Finally. Nine years after what can be described as a disastrous marriage, Time Warner Thursday began divorce proceedings from AOL.
Time Warner said it will rid itself of the beleaguered company by year's end. The spin-off will render AOL as an independent, publicly traded company.
"We believe that a separation will be the best outcome for both Time Warner and AOL," said Jeff Bewkes, Time Warner's chairman and CEO. "The separation will be another critical step in the reshaping of Time Warner that we started at the beginning of last year, enabling us to focus to an even greater degree on our core content businesses."
Here are the terms of the deal: Currently, Time Warner owns 95 percent of AOL while Google holds the remaining 5 percent. As part of an earlier agreement, Time Warner said it expects to purchase Google's 5 percent stake in AOL in the third quarter of 2009. After repurchasing this stake, Time Warner will own 100 percent of AOL. Once the proposed separation is completed, Time Warner shareholders will own all of the outstanding interests in AOL.
AOL will be overseen by Tim Armstrong, Google's former senior vice president, who was named chairman and CEO of AOL, LLC, Time Warner Inc., on March 12.
Wall Street was shocked when the companies announced the $182 billion deal in 2000, in what was called the biggest merger in history at the time, creating a media powerhouse that was then valued at $350 billion. How did it make sense that AOL, once a little upstart from Virginia, would buy Time Warner, the venerable media conglomerate? The thinking was that AOL, the No.1 ISP at the time, could successfully exploit Time Warner's vast media properties, turning the newly formed company into a content king.
The megamedia company was run by Steve Case, AOL's co-founder, chairman and CEO. Case was later forced out by the company in January 2003 after Time Warner got hammered in the stock market, caught in the burst of the Internet bubble and plagued by an accounting scandal. Wary of the Internet market in general, and Time Warner in particular, investors pulled out their shares and by 2002, the company's stock plummeted 70 percent.

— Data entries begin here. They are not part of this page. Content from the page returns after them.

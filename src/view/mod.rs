//! View-models the GUI draws. Nothing in here touches egui.

pub mod analysis;
pub mod card;

pub use analysis::{
    AnalysisPanel,
    AnalysisPresenter,
};
pub use card::{
    CardArea,
    CardMotion,
    CardStack,
    CardView,
};
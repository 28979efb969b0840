use std::{
    collections::VecDeque,
    sync::{
        atomic::{
            AtomicUsize,
            Ordering,
        },
        Mutex,
    },
};

use futures::{
    future::BoxFuture,
    FutureExt,
};

use super::DishApi;
use crate::core::{
    errors::FetchError,
    models::{
        Dish,
        DishFetch,
        Feedback,
        FlavorProfile,
        Profile,
        ResetOutcome,
        NO_DESCRIPTION,
    },
};

pub fn dish(name: &str) -> Dish {
    Dish {
        name: name.to_string(),
        description: NO_DESCRIPTION.to_string(),
        cuisine: None,
        tags: Vec::new(),
        flavor: FlavorProfile::default(),
    }
}

pub fn flavored(name: &str, spicy: f64, sweet: f64, creamy: f64) -> Dish {
    Dish { flavor: FlavorProfile { spicy, sweet, creamy }, ..dish(name) }
}

/// In-memory dish service answering from scripted replies.
///
/// Once a script runs dry the service answers with its default: exhaustion
/// for dishes, a plain success for likes, an empty profile and a confirmed
/// reset.
#[derive(Default)]
pub struct ScriptedApi {
    dishes: Mutex<VecDeque<Result<DishFetch, FetchError>>>,
    likes: Mutex<VecDeque<Result<Feedback, FetchError>>>,
    profiles: Mutex<VecDeque<Result<Profile, FetchError>>>,
    resets: Mutex<VecDeque<Result<ResetOutcome, FetchError>>>,
    liked_names: Mutex<Vec<String>>,
    dish_calls: AtomicUsize,
    profile_calls: AtomicUsize,
    reset_calls: AtomicUsize,
}

impl ScriptedApi {
    pub fn new() -> Self {
        Self::default()
    }

    /// Queues one successful reply per name.
    pub fn with_dishes(self, names: &[&str]) -> Self {
        for name in names {
            self.push_dish(Ok(DishFetch::Dish(dish(name))));
        }
        self
    }

    pub fn push_dish(&self, reply: Result<DishFetch, FetchError>) {
        self.dishes.lock().unwrap().push_back(reply);
    }

    pub fn push_like(&self, reply: Result<Feedback, FetchError>) {
        self.likes.lock().unwrap().push_back(reply);
    }

    pub fn push_profile(&self, reply: Result<Profile, FetchError>) {
        self.profiles.lock().unwrap().push_back(reply);
    }

    pub fn push_reset(&self, reply: Result<ResetOutcome, FetchError>) {
        self.resets.lock().unwrap().push_back(reply);
    }

    pub fn dish_calls(&self) -> usize {
        self.dish_calls.load(Ordering::SeqCst)
    }

    pub fn like_calls(&self) -> usize {
        self.liked_names.lock().unwrap().len()
    }

    pub fn liked_names(&self) -> Vec<String> {
        self.liked_names.lock().unwrap().clone()
    }

    pub fn profile_calls(&self) -> usize {
        self.profile_calls.load(Ordering::SeqCst)
    }

    pub fn reset_calls(&self) -> usize {
        self.reset_calls.load(Ordering::SeqCst)
    }
}

impl DishApi for ScriptedApi {
    fn random_dish(&self) -> BoxFuture<'_, Result<DishFetch, FetchError>> {
        self.dish_calls.fetch_add(1, Ordering::SeqCst);
        let reply = self.dishes.lock().unwrap().pop_front().unwrap_or(Ok(DishFetch::Exhausted));
        async move { reply }.boxed()
    }

    fn like<'a>(&'a self, dish_name: &'a str) -> BoxFuture<'a, Result<Feedback, FetchError>> {
        self.liked_names.lock().unwrap().push(dish_name.to_string());
        let reply = self.likes.lock().unwrap().pop_front().unwrap_or_else(|| {
            Ok(Feedback {
                accepted: true,
                message: Some(format!("Liked {dish_name}")),
                ..Feedback::default()
            })
        });
        async move { reply }.boxed()
    }

    fn profile(&self) -> BoxFuture<'_, Result<Profile, FetchError>> {
        self.profile_calls.fetch_add(1, Ordering::SeqCst);
        let reply = self.profiles.lock().unwrap().pop_front().unwrap_or(Ok(Profile::default()));
        async move { reply }.boxed()
    }

    fn reset_session(&self) -> BoxFuture<'_, Result<ResetOutcome, FetchError>> {
        self.reset_calls.fetch_add(1, Ordering::SeqCst);
        let reply = self.resets.lock().unwrap().pop_front().unwrap_or(Ok(ResetOutcome::Confirmed));
        async move { reply }.boxed()
    }
}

The companies never managed to reach what they touted as terrific synergistic opportunities.
Hindsight, as they say, is everything. In 2005, Case penned an article for The Washington Post, titled "It's Time to Take It Apart," outlining his thoughts on the merger and suggesting that the companies be split up.
"Although I played a key role in bringing AOL and Time Warner together six years ago, it's now my view that it would be best to 'undo' the merger by splitting Time Warner into several independent companies and allowing AOL to set off on its own path," Case wrote. "By early 2004, it was clear that Time Warner had to 'integrate or liberate:' make the divisions work together or set them free on separate paths to pursue their own opportunities."